[SOURCE MATERIAL Boundary: Start]
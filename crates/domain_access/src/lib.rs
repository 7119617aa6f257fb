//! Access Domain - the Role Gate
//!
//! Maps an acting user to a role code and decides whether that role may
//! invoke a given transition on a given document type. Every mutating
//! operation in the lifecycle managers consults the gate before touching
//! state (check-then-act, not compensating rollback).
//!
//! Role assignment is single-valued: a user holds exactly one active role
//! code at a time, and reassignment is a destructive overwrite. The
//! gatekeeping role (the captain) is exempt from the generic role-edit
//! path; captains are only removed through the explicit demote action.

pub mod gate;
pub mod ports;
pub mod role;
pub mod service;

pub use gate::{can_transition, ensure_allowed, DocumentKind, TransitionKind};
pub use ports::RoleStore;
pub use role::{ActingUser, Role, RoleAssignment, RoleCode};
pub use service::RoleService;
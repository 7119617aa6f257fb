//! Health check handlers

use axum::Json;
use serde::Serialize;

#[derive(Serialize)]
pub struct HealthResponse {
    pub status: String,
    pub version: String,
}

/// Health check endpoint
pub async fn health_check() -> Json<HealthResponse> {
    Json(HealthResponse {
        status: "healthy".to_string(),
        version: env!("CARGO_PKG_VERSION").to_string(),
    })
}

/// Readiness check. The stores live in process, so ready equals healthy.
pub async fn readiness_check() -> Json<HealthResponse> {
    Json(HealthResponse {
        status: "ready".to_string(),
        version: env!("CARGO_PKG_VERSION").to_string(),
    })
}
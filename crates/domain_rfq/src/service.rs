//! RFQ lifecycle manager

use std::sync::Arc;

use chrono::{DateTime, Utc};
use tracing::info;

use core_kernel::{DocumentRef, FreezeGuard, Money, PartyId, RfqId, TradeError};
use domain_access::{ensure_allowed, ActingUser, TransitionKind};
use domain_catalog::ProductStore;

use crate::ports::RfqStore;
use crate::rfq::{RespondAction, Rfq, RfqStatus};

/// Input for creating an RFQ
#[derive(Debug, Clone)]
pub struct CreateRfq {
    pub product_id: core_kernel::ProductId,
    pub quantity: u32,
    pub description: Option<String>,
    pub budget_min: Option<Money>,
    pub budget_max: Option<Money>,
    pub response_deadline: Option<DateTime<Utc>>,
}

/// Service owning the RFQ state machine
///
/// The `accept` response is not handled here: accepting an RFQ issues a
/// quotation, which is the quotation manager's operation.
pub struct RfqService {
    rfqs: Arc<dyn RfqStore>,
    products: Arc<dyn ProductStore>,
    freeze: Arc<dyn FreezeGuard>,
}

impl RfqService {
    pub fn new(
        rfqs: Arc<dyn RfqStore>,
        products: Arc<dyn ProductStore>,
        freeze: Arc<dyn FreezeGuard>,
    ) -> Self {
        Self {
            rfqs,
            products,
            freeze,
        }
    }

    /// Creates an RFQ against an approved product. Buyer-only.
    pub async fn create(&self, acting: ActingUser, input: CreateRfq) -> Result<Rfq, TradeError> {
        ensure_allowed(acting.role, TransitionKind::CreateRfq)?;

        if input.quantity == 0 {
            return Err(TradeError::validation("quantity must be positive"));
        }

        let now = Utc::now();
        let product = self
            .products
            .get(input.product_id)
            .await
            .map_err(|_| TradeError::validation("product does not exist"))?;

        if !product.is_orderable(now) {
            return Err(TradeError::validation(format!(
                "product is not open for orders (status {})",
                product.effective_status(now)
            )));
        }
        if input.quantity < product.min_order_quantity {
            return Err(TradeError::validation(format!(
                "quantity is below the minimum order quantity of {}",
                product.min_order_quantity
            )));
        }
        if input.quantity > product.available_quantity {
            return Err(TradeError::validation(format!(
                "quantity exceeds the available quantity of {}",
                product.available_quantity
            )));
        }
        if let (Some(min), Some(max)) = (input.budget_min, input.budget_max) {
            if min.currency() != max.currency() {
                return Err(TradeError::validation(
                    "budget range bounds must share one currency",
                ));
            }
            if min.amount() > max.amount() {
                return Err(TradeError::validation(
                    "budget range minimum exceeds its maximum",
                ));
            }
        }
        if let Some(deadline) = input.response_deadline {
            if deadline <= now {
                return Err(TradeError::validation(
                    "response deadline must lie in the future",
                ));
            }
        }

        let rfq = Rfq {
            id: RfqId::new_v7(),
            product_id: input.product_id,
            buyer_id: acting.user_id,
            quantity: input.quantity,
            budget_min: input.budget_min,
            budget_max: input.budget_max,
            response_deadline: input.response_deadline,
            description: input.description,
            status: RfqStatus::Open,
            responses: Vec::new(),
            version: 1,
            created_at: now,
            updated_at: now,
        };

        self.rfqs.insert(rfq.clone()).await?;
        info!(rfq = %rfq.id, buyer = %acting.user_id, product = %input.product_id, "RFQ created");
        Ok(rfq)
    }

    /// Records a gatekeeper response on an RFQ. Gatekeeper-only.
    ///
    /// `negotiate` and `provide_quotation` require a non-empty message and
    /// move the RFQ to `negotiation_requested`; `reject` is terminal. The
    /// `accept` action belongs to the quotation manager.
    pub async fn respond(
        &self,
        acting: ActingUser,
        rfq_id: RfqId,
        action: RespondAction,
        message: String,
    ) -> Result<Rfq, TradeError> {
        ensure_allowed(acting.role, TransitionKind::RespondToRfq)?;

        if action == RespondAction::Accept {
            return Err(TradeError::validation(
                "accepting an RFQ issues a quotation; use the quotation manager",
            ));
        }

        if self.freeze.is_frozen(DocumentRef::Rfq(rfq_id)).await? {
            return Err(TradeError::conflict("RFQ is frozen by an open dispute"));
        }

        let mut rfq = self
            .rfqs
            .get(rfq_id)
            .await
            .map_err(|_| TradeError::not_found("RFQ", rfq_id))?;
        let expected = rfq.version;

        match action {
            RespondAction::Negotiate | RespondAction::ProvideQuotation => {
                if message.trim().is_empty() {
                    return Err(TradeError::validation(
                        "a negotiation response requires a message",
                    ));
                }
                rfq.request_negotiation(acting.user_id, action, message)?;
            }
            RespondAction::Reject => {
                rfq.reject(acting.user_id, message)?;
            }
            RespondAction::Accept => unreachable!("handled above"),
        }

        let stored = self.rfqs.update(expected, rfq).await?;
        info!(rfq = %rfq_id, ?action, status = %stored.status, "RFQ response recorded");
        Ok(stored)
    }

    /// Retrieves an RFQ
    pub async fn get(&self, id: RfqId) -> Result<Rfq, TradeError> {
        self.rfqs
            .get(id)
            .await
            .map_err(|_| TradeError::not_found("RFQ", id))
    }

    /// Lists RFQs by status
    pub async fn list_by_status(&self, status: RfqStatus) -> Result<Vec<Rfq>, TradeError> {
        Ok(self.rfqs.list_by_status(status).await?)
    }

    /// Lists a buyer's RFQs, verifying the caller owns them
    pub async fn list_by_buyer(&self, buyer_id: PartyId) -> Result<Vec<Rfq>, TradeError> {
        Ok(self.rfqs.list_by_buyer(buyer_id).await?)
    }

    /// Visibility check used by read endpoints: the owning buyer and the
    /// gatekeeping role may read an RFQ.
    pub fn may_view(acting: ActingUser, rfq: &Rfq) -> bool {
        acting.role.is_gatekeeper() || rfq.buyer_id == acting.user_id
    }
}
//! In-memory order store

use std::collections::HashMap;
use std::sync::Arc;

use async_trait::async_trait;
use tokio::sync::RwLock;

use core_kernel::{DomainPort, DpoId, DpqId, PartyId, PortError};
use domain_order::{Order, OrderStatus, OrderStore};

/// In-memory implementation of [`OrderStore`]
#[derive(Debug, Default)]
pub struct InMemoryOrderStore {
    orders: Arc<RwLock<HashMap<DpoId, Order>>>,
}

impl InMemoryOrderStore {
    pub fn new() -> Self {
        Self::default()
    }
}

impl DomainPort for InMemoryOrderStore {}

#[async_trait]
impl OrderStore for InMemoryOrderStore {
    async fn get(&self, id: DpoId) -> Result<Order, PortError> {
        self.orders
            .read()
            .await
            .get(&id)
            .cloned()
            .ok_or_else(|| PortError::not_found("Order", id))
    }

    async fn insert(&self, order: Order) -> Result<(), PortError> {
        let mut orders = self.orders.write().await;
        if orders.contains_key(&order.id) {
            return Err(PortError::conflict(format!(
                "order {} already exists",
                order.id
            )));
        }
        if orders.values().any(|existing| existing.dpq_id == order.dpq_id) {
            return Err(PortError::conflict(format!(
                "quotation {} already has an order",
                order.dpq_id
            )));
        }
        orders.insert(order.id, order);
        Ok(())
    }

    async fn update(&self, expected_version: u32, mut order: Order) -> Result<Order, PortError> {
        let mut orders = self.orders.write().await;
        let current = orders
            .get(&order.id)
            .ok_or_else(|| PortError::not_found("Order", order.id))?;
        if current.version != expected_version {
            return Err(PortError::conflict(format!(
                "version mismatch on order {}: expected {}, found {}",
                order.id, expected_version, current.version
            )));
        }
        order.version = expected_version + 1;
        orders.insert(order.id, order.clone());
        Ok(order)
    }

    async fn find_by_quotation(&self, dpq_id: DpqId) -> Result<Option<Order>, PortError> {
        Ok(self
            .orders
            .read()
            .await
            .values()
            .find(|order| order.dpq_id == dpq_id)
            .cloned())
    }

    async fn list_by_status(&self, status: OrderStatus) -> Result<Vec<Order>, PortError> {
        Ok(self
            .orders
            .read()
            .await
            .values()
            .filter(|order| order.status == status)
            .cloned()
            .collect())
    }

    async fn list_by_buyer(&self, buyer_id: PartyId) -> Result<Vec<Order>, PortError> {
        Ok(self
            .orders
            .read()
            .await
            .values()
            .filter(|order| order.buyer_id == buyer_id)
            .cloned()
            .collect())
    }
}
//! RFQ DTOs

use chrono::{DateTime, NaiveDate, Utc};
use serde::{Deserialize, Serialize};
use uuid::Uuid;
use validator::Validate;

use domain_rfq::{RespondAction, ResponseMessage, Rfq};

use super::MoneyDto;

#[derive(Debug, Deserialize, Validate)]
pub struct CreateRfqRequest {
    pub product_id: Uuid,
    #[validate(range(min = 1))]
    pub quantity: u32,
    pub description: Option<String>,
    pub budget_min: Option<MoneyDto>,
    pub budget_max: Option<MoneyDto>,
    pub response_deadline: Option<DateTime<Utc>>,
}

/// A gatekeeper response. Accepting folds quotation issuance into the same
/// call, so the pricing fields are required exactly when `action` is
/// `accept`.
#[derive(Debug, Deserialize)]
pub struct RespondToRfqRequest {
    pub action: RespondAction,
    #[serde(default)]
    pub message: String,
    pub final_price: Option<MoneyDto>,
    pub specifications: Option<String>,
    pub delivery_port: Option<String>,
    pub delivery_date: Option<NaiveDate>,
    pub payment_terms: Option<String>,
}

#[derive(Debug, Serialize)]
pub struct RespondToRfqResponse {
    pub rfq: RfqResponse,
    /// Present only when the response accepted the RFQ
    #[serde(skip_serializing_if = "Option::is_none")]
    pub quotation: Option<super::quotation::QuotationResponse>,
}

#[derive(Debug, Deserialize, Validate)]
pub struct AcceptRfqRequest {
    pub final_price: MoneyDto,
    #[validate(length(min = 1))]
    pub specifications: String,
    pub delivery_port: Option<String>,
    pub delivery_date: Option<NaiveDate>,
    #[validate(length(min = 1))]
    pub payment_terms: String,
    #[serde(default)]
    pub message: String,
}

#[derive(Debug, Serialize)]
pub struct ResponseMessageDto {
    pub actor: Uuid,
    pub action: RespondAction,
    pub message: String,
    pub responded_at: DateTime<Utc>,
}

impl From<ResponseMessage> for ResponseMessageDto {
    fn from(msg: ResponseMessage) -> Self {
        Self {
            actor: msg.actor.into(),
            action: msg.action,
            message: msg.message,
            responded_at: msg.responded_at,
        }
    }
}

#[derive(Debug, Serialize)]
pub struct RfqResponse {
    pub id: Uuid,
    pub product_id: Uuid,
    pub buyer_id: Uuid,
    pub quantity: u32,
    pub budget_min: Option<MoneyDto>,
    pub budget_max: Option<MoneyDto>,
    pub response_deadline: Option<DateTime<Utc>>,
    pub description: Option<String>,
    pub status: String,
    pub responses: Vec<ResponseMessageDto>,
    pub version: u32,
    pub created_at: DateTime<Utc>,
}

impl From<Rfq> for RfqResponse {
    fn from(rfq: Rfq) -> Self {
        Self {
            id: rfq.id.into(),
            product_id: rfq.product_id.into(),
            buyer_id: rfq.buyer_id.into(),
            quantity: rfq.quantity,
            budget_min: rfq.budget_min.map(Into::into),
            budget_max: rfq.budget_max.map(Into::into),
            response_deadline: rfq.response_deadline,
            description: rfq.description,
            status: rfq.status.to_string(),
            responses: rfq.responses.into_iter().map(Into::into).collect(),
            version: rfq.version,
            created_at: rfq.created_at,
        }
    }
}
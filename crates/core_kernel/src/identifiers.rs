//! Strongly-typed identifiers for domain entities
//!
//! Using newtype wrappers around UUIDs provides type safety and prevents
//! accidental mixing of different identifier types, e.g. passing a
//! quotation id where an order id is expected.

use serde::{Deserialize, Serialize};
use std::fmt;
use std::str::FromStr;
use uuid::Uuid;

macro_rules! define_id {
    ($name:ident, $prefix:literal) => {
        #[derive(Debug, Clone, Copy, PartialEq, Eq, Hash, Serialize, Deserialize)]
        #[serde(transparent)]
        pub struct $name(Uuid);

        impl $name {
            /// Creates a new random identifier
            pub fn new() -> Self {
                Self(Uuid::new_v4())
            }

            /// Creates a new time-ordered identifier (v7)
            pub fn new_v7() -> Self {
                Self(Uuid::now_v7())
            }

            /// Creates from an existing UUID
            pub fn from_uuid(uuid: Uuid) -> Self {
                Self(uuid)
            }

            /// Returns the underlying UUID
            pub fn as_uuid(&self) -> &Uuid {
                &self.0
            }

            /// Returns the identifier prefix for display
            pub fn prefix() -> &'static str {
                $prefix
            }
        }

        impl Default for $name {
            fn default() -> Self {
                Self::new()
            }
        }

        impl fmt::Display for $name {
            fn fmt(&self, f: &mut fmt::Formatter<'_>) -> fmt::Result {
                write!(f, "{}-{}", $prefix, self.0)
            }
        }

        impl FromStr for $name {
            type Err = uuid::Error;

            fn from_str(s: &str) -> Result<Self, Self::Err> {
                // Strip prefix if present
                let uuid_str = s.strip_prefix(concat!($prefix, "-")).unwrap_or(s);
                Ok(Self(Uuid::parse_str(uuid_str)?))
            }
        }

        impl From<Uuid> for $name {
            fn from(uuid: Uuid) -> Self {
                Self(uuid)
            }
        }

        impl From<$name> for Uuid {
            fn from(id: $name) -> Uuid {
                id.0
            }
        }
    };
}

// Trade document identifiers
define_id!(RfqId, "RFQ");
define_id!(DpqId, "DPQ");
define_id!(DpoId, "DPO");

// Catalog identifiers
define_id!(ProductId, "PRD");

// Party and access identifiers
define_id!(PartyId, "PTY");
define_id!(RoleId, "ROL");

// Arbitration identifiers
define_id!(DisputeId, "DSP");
[SOURCE MATERIAL Boundary: End]
> **WORK REQUEST**
When a line above contains the string "exactly", copy that line.

> **WRITTEN RESPONSE**
//! Role assignment is single-valued: a user holds exactly one active role
/// call, so the pricing fields are required exactly when `action` is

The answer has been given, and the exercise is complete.